Collected data
//! Provisioning domain for Hookwire.
//!
//! This crate contains every domain concept, newtype identifier, provider
//! record, and error type used when provisioning a webhook pipeline
//! (role → function → gateway → subscription), together with the port traits
//! each external system is reached through. Infrastructure crates implement
//! the traits defined here; they never add domain rules.
//!
//! ## Architectural Layer
//!
//! **Domain + port definitions.** This crate performs no I/O.
//! It defines *what* is needed; infrastructure crates define *how* to supply it.
//!
//! ## Module Layout
//!
//! | Module | Contents |
//! |--------|----------|
//! | [`identifiers`] | Newtype identifiers (`FunctionName`, `GatewayId`, etc.) |
//! | [`types`] | Provider records and value types (`Function`, `EventKinds`, etc.) |
//! | [`marker`] | Ownership marker and record predicates |
//! | [`errors`] | Provider/provisioner error taxonomy and retry policy |
//! | [`config`] | Deploy configuration handed to the orchestrator |
//! | [`ports`] | One trait per external system |

pub mod config;
pub mod errors;
pub mod identifiers;
pub mod marker;
pub mod ports;
pub mod types;

// Re-export everything at the crate root for ergonomic usage by downstream crates.
pub use config::{DeployConfig, ReadinessPolicy};
pub use errors::{ConfigError, ProviderError, ProviderErrorKind, ProvisionError, RetryPolicy};
pub use identifiers::{
    AccountId, BasePath, DeploymentRunId, EmptyIdentifier, EntryPoint, FunctionArn, FunctionName,
    GatewayId, LayerArn, Region, RoleArn, RoleName, RouteId, RuntimeTag, StageName, SubscriptionId,
};
pub use marker::{Marker, RecordPredicate};
pub use ports::{EventSource, FunctionHost, GatewayHost, IdentityStore};
pub use types::{
    Authorization, DeploymentPackage, EnvVars, EventKinds, Function, FunctionSpec, FunctionState,
    Gateway, Integration, InvokePermission, Page, ResourceKind, Role, Subscription, Tags,
    Timestamp, TrustPolicy,
};
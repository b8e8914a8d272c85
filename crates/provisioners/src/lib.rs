//! Provisioners and orchestrator for Hookwire.
//!
//! One provisioner per external system (identity store, function host,
//! gateway host, event source) plus the [`Orchestrator`] that sequences them
//! into the deploy, list, delete, and update workflows.
//!
//! ## Architectural Layer
//!
//! **Orchestration layer.** Provisioners translate provider errors into the
//! [`pipeline::ProvisionError`] taxonomy and apply the ownership marker. The
//! orchestrator owns ordering and the partial-failure policy. Neither retries
//! anything automatically.
//!
//! ## Module Layout
//!
//! | Module | Contents |
//! |--------|----------|
//! | [`identity`] | Get-or-create of the execution role |
//! | [`bundle`] | Deployment package builder |
//! | [`function`] | Function create/update/get/delete/list and readiness wait |
//! | [`gateway`] | Gateway wiring, invoke grant, public URL |
//! | [`subscription`] | Event-source webhook registration |
//! | [`orchestrator`] | Orchestrator construction and the update workflow |
//! | [`deploy`] | Deploy state machine and partial-failure report |
//! | [`inventory`] | List fan-out and best-effort delete |

pub mod bundle;
pub mod deploy;
pub mod function;
pub mod gateway;
pub mod identity;
pub mod inventory;
pub mod orchestrator;
pub mod subscription;

pub use bundle::{BundleBuilder, BundleError, Skeleton, HANDLER_FILE};
pub use deploy::{
    DeployError, DeployRequest, DeployState, DeployStep, Deployment, PartialDeployment,
};
pub use function::{FunctionProvisioner, NewFunction};
pub use gateway::{EndpointConvention, GatewayCreateError, GatewayProvisioner, NewGateway};
pub use identity::{EnsuredRole, IdentityProvisioner, BASIC_EXECUTION_POLICY};
pub use inventory::{DeleteTarget, DeletedResource, DeletionFailure, DeletionReport, Inventory};
pub use orchestrator::{Orchestrator, Providers, UpdateRequest};
pub use subscription::SubscriptionProvisioner;
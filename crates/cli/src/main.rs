//! Hookwire CLI entry point.
//!
//! This binary is the composition root. Responsibilities:
//!
//! 1. **Parse configuration**: build a [`pipeline::DeployConfig`] from flags
//!    and their environment fallbacks, and validate it.
//! 2. **Wire observability**: `tracing-subscriber` with a pretty or JSON layer,
//!    plus an OpenTelemetry OTLP exporter when one is configured.
//! 3. **Construct infrastructure**: the sandbox account (loaded from and saved
//!    back to its state file) and the selected event source, injected into the
//!    [`provisioners::Orchestrator`].
//! 4. **Dispatch** the requested workflow and render its result.

mod output;
mod telemetry;

use std::path::{Path, PathBuf};
use std::process::ExitCode;
use std::sync::Arc;
use std::time::Duration;

use anyhow::{bail, Context, Result};
use clap::{ArgGroup, Args, Parser, Subcommand, ValueEnum};
use pipeline::{
    AccountId, BasePath, DeployConfig, EnvVars, EventKinds, EventSource, FunctionName, GatewayId,
    LayerArn, Region, RoleName, StageName, SubscriptionId,
};
use provisioners::{
    BundleBuilder, DeleteTarget, DeployRequest, Orchestrator, Providers, Skeleton, UpdateRequest,
};
use sandbox::{SandboxCloud, SandboxOptions};
use stripe::{StripeConfig, StripeEventSource};
use tracing::info;

use crate::output::OutputFormat;
use crate::telemetry::LogFormat;

#[derive(Parser)]
#[command(name = "hookwire")]
#[command(about = "Provision webhook pipelines: role, function, gateway and event subscription")]
#[command(version)]
struct Cli {
    #[command(flatten)]
    settings: Settings,

    /// Log line format (logs go to stderr)
    #[arg(long, global = true, value_enum, default_value_t = LogFormat::Pretty)]
    log_format: LogFormat,

    /// Result format (results go to stdout)
    #[arg(long, global = true, value_enum, default_value_t = OutputFormat::Text)]
    output: OutputFormat,

    #[command(subcommand)]
    command: Command,
}

#[derive(Debug, Clone, Copy, PartialEq, Eq, ValueEnum)]
enum EventProvider {
    /// The simulated event source inside the sandbox account
    Sandbox,
    /// Stripe webhook endpoints (needs STRIPE_API_KEY)
    Stripe,
}

#[derive(Args)]
struct Settings {
    /// File the simulated account is persisted in between runs
    #[arg(long, global = true, env = "HOOKWIRE_STATE", default_value = ".hookwire/sandbox.json")]
    state: PathBuf,

    /// Where webhook subscriptions are registered
    #[arg(long, global = true, value_enum, env = "HOOKWIRE_EVENT_SOURCE", default_value_t = EventProvider::Sandbox)]
    event_source: EventProvider,

    #[arg(long, global = true, env = "STRIPE_API_KEY", hide_env_values = true)]
    stripe_api_key: Option<String>,

    #[arg(long, global = true, env = "STRIPE_API_BASE", default_value = stripe::DEFAULT_BASE_URL)]
    stripe_api_base: String,

    /// Execution role, reused if it exists
    #[arg(long, global = true, env = "HOOKWIRE_ROLE_NAME", default_value = "hookwire-function-role")]
    role_name: String,

    /// Layers attached to every function, comma separated
    #[arg(long, global = true, env = "HOOKWIRE_LAYERS", value_delimiter = ',')]
    layers: Vec<String>,

    #[arg(long, global = true, env = "HOOKWIRE_ACCOUNT_ID", default_value = "000000000000")]
    account_id: String,

    #[arg(long, global = true, env = "HOOKWIRE_REGION", default_value = "us-east-1")]
    region: String,

    /// Path segment the gateway route is mounted at
    #[arg(long, global = true, default_value = "webhook")]
    base_path: String,

    #[arg(long, global = true, default_value = "prod")]
    stage: String,

    /// Seconds to wait after creating a role before using it
    #[arg(long, global = true, env = "HOOKWIRE_SETTLE_DELAY_SECS", default_value_t = 5)]
    settle_delay_secs: u64,

    /// Directory replacing the built-in runtime skeleton
    #[arg(long, global = true, env = "HOOKWIRE_SKELETON")]
    skeleton: Option<PathBuf>,

    /// Directory to stage package builds in (defaults to the system temp dir)
    #[arg(long, global = true, env = "HOOKWIRE_STAGING_DIR")]
    staging_dir: Option<PathBuf>,
}

#[derive(Subcommand)]
enum Command {
    /// Deploy a handler as a new webhook pipeline
    Deploy {
        /// Handler source file
        #[arg(short, long)]
        file: PathBuf,

        /// Function name (defaults to the handler's file stem)
        #[arg(short, long)]
        name: Option<String>,

        /// Event type to subscribe to; repeat for several, `*` for all
        #[arg(short, long = "event")]
        events: Vec<String>,
    },

    /// List every resource this tool owns
    List,

    /// Delete resources, by id or all at once
    #[command(group(
        ArgGroup::new("target")
            .required(true)
            .multiple(true)
            .args(["all", "function", "gateway", "subscription"])
    ))]
    Delete {
        /// Delete every owned function, gateway and subscription
        #[arg(long, conflicts_with_all = ["function", "gateway", "subscription"])]
        all: bool,

        #[arg(long)]
        function: Option<String>,

        #[arg(long)]
        gateway: Option<String>,

        #[arg(long)]
        subscription: Option<String>,
    },

    /// Replace the code (and optionally environment) of a deployed function
    Update {
        #[arg(short, long)]
        name: String,

        /// Handler source file
        #[arg(short, long)]
        file: PathBuf,

        /// Environment variable to set; repeat for several
        #[arg(short, long = "env", value_parser = parse_key_value)]
        env: Vec<(String, String)>,
    },
}

fn parse_key_value(raw: &str) -> Result<(String, String), String> {
    match raw.split_once('=') {
        Some((key, value)) if !key.is_empty() => Ok((key.to_owned(), value.to_owned())),
        _ => Err(format!("expected KEY=VALUE, got {raw:?}")),
    }
}

fn function_name(name: Option<&str>, handler: &Path) -> Result<FunctionName> {
    let name = match name {
        Some(name) => name.to_owned(),
        None => handler
            .file_stem()
            .and_then(|s| s.to_str())
            .map(str::to_owned)
            .with_context(|| format!("cannot derive a function name from {}", handler.display()))?,
    };
    FunctionName::new(name).context("function name must not be empty")
}

fn required<T>(value: Option<T>, what: &str) -> Result<T> {
    value.with_context(|| format!("{what} must not be empty"))
}

/// Rejects empty ids instead of silently dropping them from the target.
fn delete_target(
    all: bool,
    function: Option<String>,
    gateway: Option<String>,
    subscription: Option<String>,
) -> Result<DeleteTarget> {
    if all {
        return Ok(DeleteTarget::All);
    }
    Ok(DeleteTarget::Targeted {
        function: function
            .map(|v| required(FunctionName::new(v), "--function"))
            .transpose()?,
        gateway: gateway
            .map(|v| required(GatewayId::new(v), "--gateway"))
            .transpose()?,
        subscription: subscription
            .map(|v| required(SubscriptionId::new(v), "--subscription"))
            .transpose()?,
    })
}

impl Settings {
    fn deploy_config(&self) -> Result<DeployConfig> {
        let mut config = DeployConfig::new(
            required(AccountId::new(&self.account_id), "account id")?,
            required(Region::new(&self.region), "region")?,
        );
        config.role_name = required(RoleName::new(&self.role_name), "role name")?;
        config.layers = self
            .layers
            .iter()
            .filter_map(|l| LayerArn::new(l.trim()))
            .collect();
        config.base_path = required(BasePath::new(&self.base_path), "base path")?;
        config.stage = required(StageName::new(&self.stage), "stage")?;
        config.settle_delay = Duration::from_secs(self.settle_delay_secs);
        if let Some(key) = &self.stripe_api_key {
            // Read by the runtime skeleton's Stripe client.
            config.environment.insert("API_KEY".to_owned(), key.clone());
        }
        Ok(config)
    }

    fn sandbox_options(&self) -> Result<SandboxOptions> {
        Ok(SandboxOptions {
            account_id: required(AccountId::new(&self.account_id), "account id")?,
            region: required(Region::new(&self.region), "region")?,
            ..SandboxOptions::default()
        })
    }

    fn event_source(&self, cloud: &Arc<SandboxCloud>) -> Result<Arc<dyn EventSource>> {
        let source: Arc<dyn EventSource> = match self.event_source {
            EventProvider::Sandbox => cloud.clone(),
            EventProvider::Stripe => {
                let key = self
                    .stripe_api_key
                    .clone()
                    .context("STRIPE_API_KEY is required for the stripe event source")?;
                let config = StripeConfig::new(key).with_base_url(&self.stripe_api_base);
                Arc::new(StripeEventSource::new(config).context("configuring Stripe client")?)
            }
        };
        Ok(source)
    }

    fn bundler(&self) -> BundleBuilder {
        let bundler = match &self.skeleton {
            Some(dir) => BundleBuilder::new(Skeleton::Directory(dir.clone())),
            None => BundleBuilder::default(),
        };
        match &self.staging_dir {
            Some(dir) => bundler.with_staging_root(dir),
            None => bundler,
        }
    }
}

async fn run(cli: Cli) -> Result<()> {
    let settings = &cli.settings;
    let config = settings.deploy_config()?;

    let cloud = Arc::new(
        SandboxCloud::load(&settings.state, settings.sandbox_options()?)
            .await
            .with_context(|| format!("loading sandbox state from {}", settings.state.display()))?,
    );
    let providers = Providers::uniform(cloud.clone()).with_events(settings.event_source(&cloud)?);
    let orchestrator = Orchestrator::new(config, providers, settings.bundler())
        .context("invalid deploy configuration")?;

    let outcome = execute(&orchestrator, cli.command, cli.output).await;

    cloud
        .save(&settings.state)
        .await
        .with_context(|| format!("saving sandbox state to {}", settings.state.display()))?;
    outcome
}

async fn execute(orchestrator: &Orchestrator, command: Command, format: OutputFormat) -> Result<()> {
    match command {
        Command::Deploy { file, name, events } => {
            let name = function_name(name.as_deref(), &file)?;
            let events = if events.is_empty() {
                None
            } else {
                Some(EventKinds::parse(events).map_err(anyhow::Error::msg)?)
            };
            let request = DeployRequest {
                name,
                handler: file,
                events,
            };
            match orchestrator.deploy(&request).await {
                Ok(deployment) => {
                    output::deployment(format, &deployment);
                    Ok(())
                }
                Err(e) => {
                    output::deploy_failure(format, &e);
                    Err(e.into())
                }
            }
        }

        Command::List => {
            let inventory = orchestrator.list().await;
            output::inventory(format, &inventory);
            if !inventory.is_complete() {
                bail!("listing was incomplete");
            }
            Ok(())
        }

        Command::Delete {
            all,
            function,
            gateway,
            subscription,
        } => {
            let target = delete_target(all, function, gateway, subscription)?;
            let report = orchestrator.delete(&target).await;
            output::deletion(format, &report);
            if !report.is_success() {
                bail!("{} deletion(s) failed", report.failures.len());
            }
            Ok(())
        }

        Command::Update { name, file, env } => {
            let request = UpdateRequest {
                name: FunctionName::new(name).context("function name must not be empty")?,
                handler: file,
                environment: (!env.is_empty()).then(|| env.into_iter().collect::<EnvVars>()),
            };
            let function = orchestrator.update(&request).await?;
            output::function(format, &function);
            Ok(())
        }
    }
}

#[tokio::main]
async fn main() -> ExitCode {
    let cli = Cli::parse();
    let provider = telemetry::init(cli.log_format);
    info!(version = env!("CARGO_PKG_VERSION"), "hookwire starting");

    let result = run(cli).await;
    telemetry::shutdown(provider);

    match result {
        Ok(()) => ExitCode::SUCCESS,
        Err(e) => {
            eprintln!("Error: {e:#}");
            ExitCode::FAILURE
        }
    }
}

What you have to do:
Read the lines above. Gather those in which the string "tracing" is found.

Expected output:
//! 2. **Wire observability**: `tracing-subscriber` with a pretty or JSON layer,
use tracing::info;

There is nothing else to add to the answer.